De plus en plus de voix s’élèvent, en Belgique comme en France, pour dénoncer la façon dont les
collectivités locales sont “contraintes” de dérouler le tapis rouge pour accueillir les vols de la
compagnie low cost sur les aéroports régionaux. Les exigences de Ryanair constituent, en effet,
une première dans le trafic aérien : des contrats de cinq ou dix ans résiliables unilatéralement par
la compagnie, sans préavis ni indemnité, par lesquels les collectivités locales s’engagent à la faire
bénéficier d’avantages financiers parfois vus comme des subventions déguisées. Le montage le
plus courant est le “plan média” : les aides obtenues étant converties en publicités sur les sites
web et autres espaces que possède Ryanair et valorisées (très cher) via sa filiale Airport Marketing
Services. L’exemple de l’aéroport de Strasbourg a été épinglé par la chambre régionale des
comptes de la Région Alsace ; un rapport cite une garantie contractuelle de 492 000 euros par an
concédée en 2002 par la chambre de commerce et d’industrie de Strasbourg à Ryanair pour chaque
nouvelle ligne journalière ouverte au départ de l’aéroport alsacien. Montant en contrepartie duquel
la compagnie s’engageait à réaliser un plan de promotion de l’Alsace et de Strasbourg sur son site
Internet et d’autres supports. Le tribunal administratif de Strasbourg a estimé que le plan
marketing offert par Ryanair ne couvrait pas ces montants et que les “aides” ainsi accordées sont
en réalité des “aides d’Etat”. Autrement dit, c’est le contribuable qui paie pour que les compagnies
low cost puissent rentabiliser leur activité tout en pratiquant un dumping sur les prix.
La libre concurrence, c’est surtout pour les autres !

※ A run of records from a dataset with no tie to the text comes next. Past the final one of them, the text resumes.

//! Token persistence.
//!
//! The agent keeps its identity (`agent_id`, token pair, cached CA public
//! key) in `tokens.json` under the state directory, mode 0600. Writes go
//! through a temp file and rename so a crash never leaves a torn file.

use std::path::{Path, PathBuf};

use serde::{Deserialize, Serialize};

/// Persisted agent identity.
#[derive(Debug, Clone, Serialize, Deserialize)]
pub struct PersistedTokens {
    /// Agent id assigned at enrollment.
    pub agent_id: gough_core::AgentId,
    /// Current access token.
    pub access_token: String,
    /// Current refresh token.
    pub refresh_token: String,
    /// CA public key in OpenSSH format (may hold several lines after a CA
    /// rotation).
    pub ca_public_key: String,
    /// When this file was last written.
    pub saved_at: chrono::DateTime<chrono::Utc>,
}

/// Token file handle.
pub struct TokenStore {
    path: PathBuf,
}

impl TokenStore {
    /// Create a handle for the given file path.
    #[must_use]
    pub fn new(path: PathBuf) -> Self {
        Self { path }
    }

    /// Whether a readable, complete token file exists.
    #[must_use]
    pub fn is_enrolled(&self) -> bool {
        self.load().is_ok()
    }

    /// Load the persisted tokens.
    ///
    /// # Errors
    ///
    /// Returns an error if the file is missing or unparseable.
    pub fn load(&self) -> anyhow::Result<PersistedTokens> {
        let data = std::fs::read(&self.path)?;
        let tokens: PersistedTokens = serde_json::from_slice(&data)?;
        if tokens.access_token.is_empty() || tokens.refresh_token.is_empty() {
            anyhow::bail!("token file at {} is incomplete", self.path.display());
        }
        Ok(tokens)
    }

    /// Persist the tokens with 0600 permissions.
    ///
    /// # Errors
    ///
    /// Returns an error if the directory cannot be created or the write
    /// fails.
    pub fn save(&self, tokens: &PersistedTokens) -> anyhow::Result<()> {
        if let Some(parent) = self.path.parent() {
            std::fs::create_dir_all(parent)?;
        }

        let data = serde_json::to_vec_pretty(tokens)?;
        let tmp = self.path.with_extension("json.tmp");
        std::fs::write(&tmp, &data)?;
        set_owner_only(&tmp)?;
        std::fs::rename(&tmp, &self.path)?;

        tracing::info!(path = %self.path.display(), "saved tokens");
        Ok(())
    }
}

/// Restrict a file to owner read/write.
///
/// # Errors
///
/// Returns an error if permissions cannot be changed.
pub fn set_owner_only(path: &Path) -> anyhow::Result<()> {
    #[cfg(unix)]
    {
        use std::os::unix::fs::PermissionsExt;
        std::fs::set_permissions(path, std::fs::Permissions::from_mode(0o600))?;
    }
    #[cfg(not(unix))]
    let _ = path;
    Ok(())
}

#[cfg(test)]
mod tests {
    use super::*;
    use gough_core::AgentId;

    fn tokens() -> PersistedTokens {
        PersistedTokens {
            agent_id: AgentId::generate(),
            access_token: "access".to_string(),
            refresh_token: "refresh".to_string(),
            ca_public_key: "ssh-rsa AAAA".to_string(),
            saved_at: chrono::Utc::now(),
        }
    }

    #[test]
    fn save_and_load_roundtrip() {
        let dir = tempfile::tempdir().unwrap();
        let store = TokenStore::new(dir.path().join("tokens.json"));

        assert!(!store.is_enrolled());

        let saved = tokens();
        store.save(&saved).unwrap();
        assert!(store.is_enrolled());

        let loaded = store.load().unwrap();
        assert_eq!(loaded.agent_id, saved.agent_id);
        assert_eq!(loaded.refresh_token, "refresh");
    }

    #[cfg(unix)]
    #[test]
    fn token_file_is_owner_only() {
        use std::os::unix::fs::PermissionsExt;

        let dir = tempfile::tempdir().unwrap();
        let store = TokenStore::new(dir.path().join("tokens.json"));
        store.save(&tokens()).unwrap();

        let mode = std::fs::metadata(dir.path().join("tokens.json"))
            .unwrap()
            .permissions()
            .mode();
        assert_eq!(mode & 0o777, 0o600);
    }

    #[test]
    fn incomplete_file_is_rejected() {
        let dir = tempfile::tempdir().unwrap();
        let path = dir.path().join("tokens.json");
        std::fs::write(
            &path,
            serde_json::json!({
                "agent_id": gough_core::AgentId::generate(),
                "access_token": "",
                "refresh_token": "",
                "ca_public_key": "",
                "saved_at": chrono::Utc::now(),
            })
            .to_string(),
        )
        .unwrap();

        let store = TokenStore::new(path);
        assert!(!store.is_enrolled());
    }
}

A l’aéroport de Charleroi, on affirme que l’exploitation de l’infrastructure par Ryanair ne souffre
d’aucune distorsion de concurrence, un domaine “bien trop sensible” pour qu’on prenne le moindre
risque à cet égard, nous dit-on à la Sowaer (Société wallonne des aéroports). Reste que le plan
d’investissement de la Sowaer pour la période 2002-2020 à Charleroi s’élève à quelque 175
millions d’euros de fonds publics, au bénéfice presque exclusif de Ryanair. On note à cet égard
l’extrême difficulté qu’ont d’autres compagnies à ouvrir des lignes au départ de Charleroi, face aux
réticences actives de la compagnie irlandaise. Jusqu’ici, seule la compagnie hongroise Wizzair est
parvenue à s’y implanter, pour des destinations non couvertes par l’irlandais – qui se dit pourtant
grand défenseur de la libre concurrence… C’est que le business semble juteux : la stratégie qui
consiste à s’implanter sur des aéroports régionaux en utilisant l’argument du développement local
pour débloquer des aides a fait ses preuves. Mises bout à bout, ces subventions, sur lesquelles la
Commission européenne tente actuellement de légiférer, pèsent lourd dans les centaines de
millions d’euros de bénéfice net dégagés par l’entreprise.
Un rapport de la chambre régionale des comptes de Bretagne indique que la chambre de commerce
et d’industrie (CCI) de Saint-Malo a accordé à Ryanair, pour sa présence sur l’aéroport local
(Dinard), des avantages divers pour un montant de 658 000 euros pour 2003, 834 000 euros pour
2005 et 1,143 million d’euros pour 2005. Pour quel retour sur investissement ? L’aéroport reste
déficitaire et Ryanair n’emploie pas un seul salarié à Dinard. Les hôtesses au sol, les agents de
sécurité et les préposés aux bagages sont tous des salariés de la CCI. Il en va de même à
Charleroi, à cette différence près qu’avec quatre avions basés sur place un contingent permanent
d’une centaine de salariés de Ryanair travaille et vit dans la région. Nul doute que la France, où la
Cour des comptes s’intéresse de près à la question, s’apprête à connaître quelques réajustements
dans le financement des aéroports régionaux fréquentés par Ryanair.